FIG. 9 illustrates a user actuating the control cable of the wing decoy, according to various embodiments. Example use 900 shows the operating end 902 of the control cable 106 in use according to preferred embodiments. One hand 906 (of an operator/hunter) is holding the pull handle 108 and the other hand 904 is holding the outer conduit 114 portion of the control cable 106. Note that other embodiments have a handle or grip at the same position as hand 904 for ease of use.

FIG. 10 is a perspective view 1000 of the wing decoy, according to various embodiments. This figure shows the full wing decoy assembly in the up position and in relation to an operator/user/hunter 1002. Operator 1002 is facing the front of the wing decoy and is holding the control cable 106. Control cable 106 connects to the mechanical base with a fastener 808 securing the outer core 114 to the mechanical base. The outer core stops and the inner core 110 continues to connect to the actuator 112. Rod 104 is connected to actuator 112 and 602 at/near one end and at the other end wing 102 is connected.

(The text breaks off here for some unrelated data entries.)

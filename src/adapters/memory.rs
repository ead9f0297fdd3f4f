use std::{
    collections::{BTreeMap, HashMap},
    sync::{
        Arc, Mutex, MutexGuard,
        atomic::{AtomicBool, AtomicUsize, Ordering},
    },
};

use async_trait::async_trait;

use crate::{
    adapters::{MetadataAdapter, ScheduleStore},
    condition::FieldId,
    error::Error,
    field::{FieldRecord, FieldSummary},
    mapping::MappingType,
    schedule::Schedule,
};

#[derive(Debug, Clone)]
struct GroupRow {
    title: String,
    extends: String,
    table_name: String,
    is_active: bool,
}

#[derive(Debug, Clone)]
struct FieldRow {
    group_id: i64,
    label: String,
    column_name: String,
    data_type: String,
    html_type: String,
    is_active: bool,
}

#[derive(Clone, Default)]
struct MemoryStore {
    groups: Arc<Mutex<BTreeMap<i64, GroupRow>>>,
    fields: Arc<Mutex<HashMap<FieldId, FieldRow>>>,
    schedules: Arc<Mutex<BTreeMap<i64, Schedule>>>,
    field_lookups: Arc<AtomicUsize>,
    fail_lookups: Arc<AtomicBool>,
    typed_params: Arc<AtomicBool>,
}

fn lock<T>(mutex: &Mutex<T>) -> MutexGuard<'_, T> {
    mutex.lock().unwrap_or_else(|poisoned| poisoned.into_inner())
}

/// In-process metadata and schedule store, for tests and for hosts that
/// hand metadata over up front.
#[derive(Clone, Default)]
pub struct MemoryAdapter {
    store: MemoryStore,
}

impl MemoryAdapter {
    pub fn new() -> Self {
        Self::default()
    }

    /// Registers a custom group and returns its id.
    pub fn add_group(&self, title: &str, extends: &str, table_name: &str) -> i64 {
        let mut groups = lock(&self.store.groups);
        let id = groups.keys().next_back().map_or(1, |last| last + 1);
        groups.insert(
            id,
            GroupRow {
                title: title.to_string(),
                extends: extends.to_string(),
                table_name: table_name.to_string(),
                is_active: true,
            },
        );
        id
    }

    pub fn add_field(
        &self,
        id: u64,
        group_id: i64,
        label: &str,
        column_name: &str,
        data_type: &str,
        html_type: &str,
    ) {
        lock(&self.store.fields).insert(
            FieldId(id),
            FieldRow {
                group_id,
                label: label.to_string(),
                column_name: column_name.to_string(),
                data_type: data_type.to_string(),
                html_type: html_type.to_string(),
                is_active: true,
            },
        );
    }

    pub fn deactivate_field(&self, id: u64) {
        if let Some(field) = lock(&self.store.fields).get_mut(&FieldId(id)) {
            field.is_active = false;
        }
    }

    pub fn remove_field(&self, id: u64) {
        lock(&self.store.fields).remove(&FieldId(id));
    }

    pub fn remove_group(&self, group_id: i64) {
        lock(&self.store.groups).remove(&group_id);
    }

    pub fn add_schedule(&self, schedule: Schedule) {
        lock(&self.store.schedules).insert(schedule.id, schedule);
    }

    /// Number of `get_field` calls served so far.
    pub fn field_lookups(&self) -> usize {
        self.store.field_lookups.load(Ordering::SeqCst)
    }

    /// Makes every metadata call fail with a storage error.
    pub fn fail_lookups(&self, fail: bool) {
        self.store.fail_lookups.store(fail, Ordering::SeqCst);
    }

    /// Makes the store report that its driver binds parameters typed.
    pub fn require_typed_params(&self, required: bool) {
        self.store.typed_params.store(required, Ordering::SeqCst);
    }

    fn check_available(&self) -> Result<(), Error> {
        if self.store.fail_lookups.load(Ordering::SeqCst) {
            return Err(Error::Storage("metadata service unavailable".to_string()));
        }
        Ok(())
    }
}

#[async_trait]
impl MetadataAdapter for MemoryAdapter {
    async fn get_field(&self, field_id: FieldId) -> Result<Option<FieldRecord>, Error> {
        self.store.field_lookups.fetch_add(1, Ordering::SeqCst);
        self.check_available()?;

        let fields = lock(&self.store.fields);
        let Some(field) = fields.get(&field_id) else {
            return Ok(None);
        };
        let groups = lock(&self.store.groups);
        let Some(group) = groups.get(&field.group_id) else {
            return Ok(None);
        };

        Ok(Some(FieldRecord {
            table_name: group.table_name.clone(),
            column_name: field.column_name.clone(),
            data_type: field.data_type.clone(),
            html_type: field.html_type.clone(),
            extends: group.extends.clone(),
        }))
    }

    async fn get_fields_for_entity(&self, extends: &str) -> Result<Vec<FieldSummary>, Error> {
        self.check_available()?;

        let fields = lock(&self.store.fields);
        let groups = lock(&self.store.groups);
        let mut out: Vec<FieldSummary> = fields
            .iter()
            .filter(|(_, field)| field.is_active)
            .filter(|(_, field)| {
                groups
                    .get(&field.group_id)
                    .is_some_and(|g| g.is_active && g.extends == extends)
            })
            .map(|(id, field)| FieldSummary {
                id: *id,
                label: field.label.clone(),
                data_type: field.data_type.clone(),
                html_type: field.html_type.clone(),
                custom_group_id: field.group_id,
            })
            .collect();
        out.sort_by_key(|f| f.id);
        Ok(out)
    }

    async fn get_group_title(&self, group_id: i64) -> Result<Option<String>, Error> {
        self.check_available()?;
        Ok(lock(&self.store.groups)
            .get(&group_id)
            .map(|g| g.title.clone()))
    }

    fn requires_typed_params(&self) -> bool {
        self.store.typed_params.load(Ordering::SeqCst)
    }
}

#[async_trait]
impl ScheduleStore for MemoryAdapter {
    async fn active_schedules(
        &self,
        mapping: Option<MappingType>,
    ) -> Result<Vec<Schedule>, Error> {
        Ok(lock(&self.store.schedules)
            .values()
            .filter(|s| s.is_active)
            .filter(|s| mapping.is_none_or(|m| s.mapping == m))
            .cloned()
            .collect())
    }

    async fn schedules_with_filter_data(&self) -> Result<Vec<Schedule>, Error> {
        Ok(lock(&self.store.schedules)
            .values()
            .filter(|s| s.filter_data.is_some())
            .cloned()
            .collect())
    }

    async fn fetch_schedule(&self, schedule_id: i64) -> Result<Option<Schedule>, Error> {
        Ok(lock(&self.store.schedules).get(&schedule_id).cloned())
    }

    async fn save_filter_data(
        &self,
        schedule_id: i64,
        filter_data: Option<String>,
    ) -> Result<(), Error> {
        let mut schedules = lock(&self.store.schedules);
        let schedule = schedules.get_mut(&schedule_id).ok_or(Error::NotFound)?;
        schedule.filter_data = filter_data;
        Ok(())
    }
}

FIG. 11 is a back view 1100 of the wing decoy in the down position, according to various embodiments.

FIG. 12 is a front perspective view 1200 of the wing decoy mechanical base/actuator 112, according to various embodiments.

FIG. 13 is left side view 1300 of the wing decoy, according to various embodiments. This embodiment shows an alternative shape for the actuator side blocks 1302. Note that this shows that though changes can be made to the shape, the overall structure may be similar to provide the desired functionality. For example, bolt pivot 602 should be near the top front of the side block 1302 (as shown).

FIG. 14 illustrates the wing decoy while in the down position 1400, according to various embodiments. Note how bolt 602 may pass through rod 104 and the side blocks, as shown, and how pivot point/pivot axis 604 may connect to the end of rod 104 and the yoke 638 which is connected to the control cable. Also note the relationship between bolt/pivot point/pivot axis 602 (pivot point of rod 104) and pivot point/pivot axis 604 (pivot between actuator end of control cable 116 and end of rod 606) and how the distance between them (i.e., between the two pivot points 602, 604) from a top down perspective can show what position the wing is in.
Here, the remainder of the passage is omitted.